I will consider three features for the fruits:
- weight (\(x_1\)): either continuous or binary (greater or less than a cutoff)
- color (\(x_2\)): red / green / orange
- tenderness (\(x_3\)): soft / hard
In probability theory, the treatments for continuous and discrete variables are slightly different. If you want to be more relaxed, think of weight as a binary feature.
The problem can be formulated as follows. We already have a lot of apples and oranges in stock and have recorded the features \((x_1, x_2, x_3)\) for each of them. Now a new fruit comes in and we need to decide whether it is an apple or an orange.
To make the notation simple, let’s define a class label \(y\) and
- apple: \(y=0\)
- orange: \(y=1\)
More on notations:
- I will also write \((\mathbf x)\) to denote \((x_1, x_2, x_3)\).
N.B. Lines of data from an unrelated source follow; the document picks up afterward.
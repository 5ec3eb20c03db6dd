use std::path::Path;

use surface_core::extract_methods;
use surface_interchange::MethodRecord;

use super::{load_options, stage_package, Context};
use crate::error::CliError;
use crate::{LoadArgs, OutputFormat};

/// List public methods of the selected variant. The JSON form doubles as a
/// snapshot for `diff`.
pub(crate) fn cmd_methods(
    ctx: &Context,
    package: &Path,
    load: &LoadArgs,
    include_docs: bool,
) -> Result<i32, CliError> {
    let staged = stage_package(ctx, package, load.variant.tfm.as_deref(), include_docs)?;
    let methods = extract_methods(
        staged.binaries(),
        &load_options(load),
        include_docs,
        load.namespace.as_deref(),
        &ctx.cancel,
    )?;
    tracing::debug!(variant = staged.variant(), count = methods.len(), "methods extracted");

    match ctx.output {
        OutputFormat::Json => ctx.print_json(&methods)?,
        OutputFormat::Text => print_methods(&methods, ctx.quiet),
    }
    Ok(0)
}

fn print_methods(methods: &[MethodRecord], quiet: bool) {
    let mut current: Option<&str> = None;
    for m in methods {
        if current != Some(m.declaring_type.as_str()) {
            println!("{}", m.declaring_type);
            current = Some(&m.declaring_type);
        }
        println!("  {}", m.signature);
        if quiet {
            continue;
        }
        if let Some(summary) = &m.summary {
            println!("      {}", summary);
        }
    }
}
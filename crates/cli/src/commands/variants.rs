use std::path::Path;

use serde::Serialize;
use surface_package::{list_variants, NuspecManifest, Unresolved, VariantSelection, ZipPackage};

use super::Context;
use crate::error::CliError;
use crate::{OutputFormat, VariantArgs};

#[derive(Serialize)]
#[serde(rename_all = "camelCase")]
struct VariantsReport<'a> {
    #[serde(skip_serializing_if = "Option::is_none")]
    manifest: Option<&'a NuspecManifest>,
    #[serde(flatten)]
    selection: &'a VariantSelection,
}

/// List the variants a package ships and the one that would be selected.
pub(crate) fn cmd_variants(
    ctx: &Context,
    package: &Path,
    variant: &VariantArgs,
) -> Result<i32, CliError> {
    let mut archive = ZipPackage::open(package)?;
    let manifest = NuspecManifest::from_archive(&mut archive)?;
    let available = list_variants(&archive);
    let requested = variant.tfm.as_deref();
    let selection = VariantSelection::resolve(requested, &available);

    if !selection.is_resolved() {
        return Err(CliError::Unresolved {
            reason: Unresolved::classify(requested, &available),
            selection,
        });
    }

    match ctx.output {
        OutputFormat::Json => ctx.print_json(&VariantsReport {
            manifest: manifest.as_ref(),
            selection: &selection,
        })?,
        OutputFormat::Text => {
            if let Some(manifest) = &manifest {
                if !ctx.quiet {
                    println!("{} {}", manifest.id, manifest.version);
                }
            }
            let selected = selection.selected.as_deref().unwrap_or_default();
            for name in &selection.available {
                let marker = if name == selected { "*" } else { " " };
                println!("{} {}", marker, name);
            }
            if !ctx.quiet {
                println!("target: {}", selection.target);
            }
        }
    }
    Ok(0)
}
- To distinguish features from a specific fruit, I will use superscript, e.g., \(\left(x_1^{(k)}, x_2^{(k)}, x_3^{(k)}\right)\).
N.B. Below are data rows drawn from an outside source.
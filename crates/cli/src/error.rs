use surface_core::LoadError;
use surface_interchange::{InterchangeError, RequestError};
use surface_package::{PackageError, Unresolved, VariantSelection};

use crate::OutputFormat;

/// Command failures, each with a fixed process exit code.
#[derive(Debug, thiserror::Error)]
pub(crate) enum CliError {
    /// Bad identity, version, arguments or snapshot.
    #[error("{0}")]
    Request(String),

    #[error(transparent)]
    Package(#[from] PackageError),

    #[error(transparent)]
    Load(#[from] LoadError),

    #[error("{}", unresolved_message(.reason, .selection))]
    Unresolved {
        reason: Unresolved,
        selection: VariantSelection,
    },

    #[error("operation cancelled")]
    Cancelled,
}

impl CliError {
    pub(crate) fn exit_code(&self) -> i32 {
        match self {
            CliError::Request(_) => 2,
            CliError::Package(PackageError::Cancelled) => 130,
            CliError::Package(_) => 3,
            CliError::Load(LoadError::Cancelled) => 130,
            CliError::Load(LoadError::InvalidBinary { .. }) => 4,
            CliError::Load(LoadError::Io { .. }) => 3,
            CliError::Unresolved {
                reason: Unresolved::NoCompatibleVariant,
                ..
            } => 5,
            CliError::Unresolved { .. } => 3,
            CliError::Cancelled => 130,
        }
    }
}

impl From<RequestError> for CliError {
    fn from(e: RequestError) -> Self {
        CliError::Request(e.to_string())
    }
}

impl From<InterchangeError> for CliError {
    fn from(e: InterchangeError) -> Self {
        CliError::Request(format!("invalid snapshot: {}", e))
    }
}

fn unresolved_message(reason: &Unresolved, selection: &VariantSelection) -> String {
    match reason {
        Unresolved::NoBinaries => reason.to_string(),
        _ if selection.available.is_empty() => format!("{} for '{}'", reason, selection.target),
        _ => format!(
            "{} for '{}'; available: {}",
            reason,
            selection.target,
            selection.available.join(", ")
        ),
    }
}

/// Print an error to stderr in the selected output format.
pub(crate) fn report_error(err: &CliError, output: OutputFormat, quiet: bool) {
    match output {
        OutputFormat::Text => {
            if !quiet {
                eprintln!("error: {}", err);
            }
        }
        OutputFormat::Json => {
            let mut body = serde_json::json!({
                "error": err.to_string(),
                "exitCode": err.exit_code(),
            });
            if let CliError::Unresolved { selection, .. } = err {
                body["target"] = serde_json::json!(selection.target);
                body["available"] = serde_json::json!(selection.available);
            }
            eprintln!(
                "{}",
                serde_json::to_string_pretty(&body).unwrap_or_else(|_| err.to_string())
            );
        }
    }
}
- I will NOT use upper-case letters for random variables and lower-case letters for values. Hopefully the context will make the meaning clear. If not, please drop me a comment.
brain storming
It may be very tempting to use the following approach:
- find a few fruits in stock that resemble the new one
- do a majority vote on them
It is surely a valid and very practical approach. It is essentially the k-nearest neighobors algorithm. But for the sake of this post, let’s think of something else.
more brain storming
To me, it’s also very tempting to think of the following
- calculate the distributions for individual features using fruits in stock
- check where the new fruit stands in these distributions and then decide
Basically the first step estimates \(P(x_i|y)\) using existing data and the second step requires some judgement. In the figure below, I generated some fictitious \(P(x_i|y)\).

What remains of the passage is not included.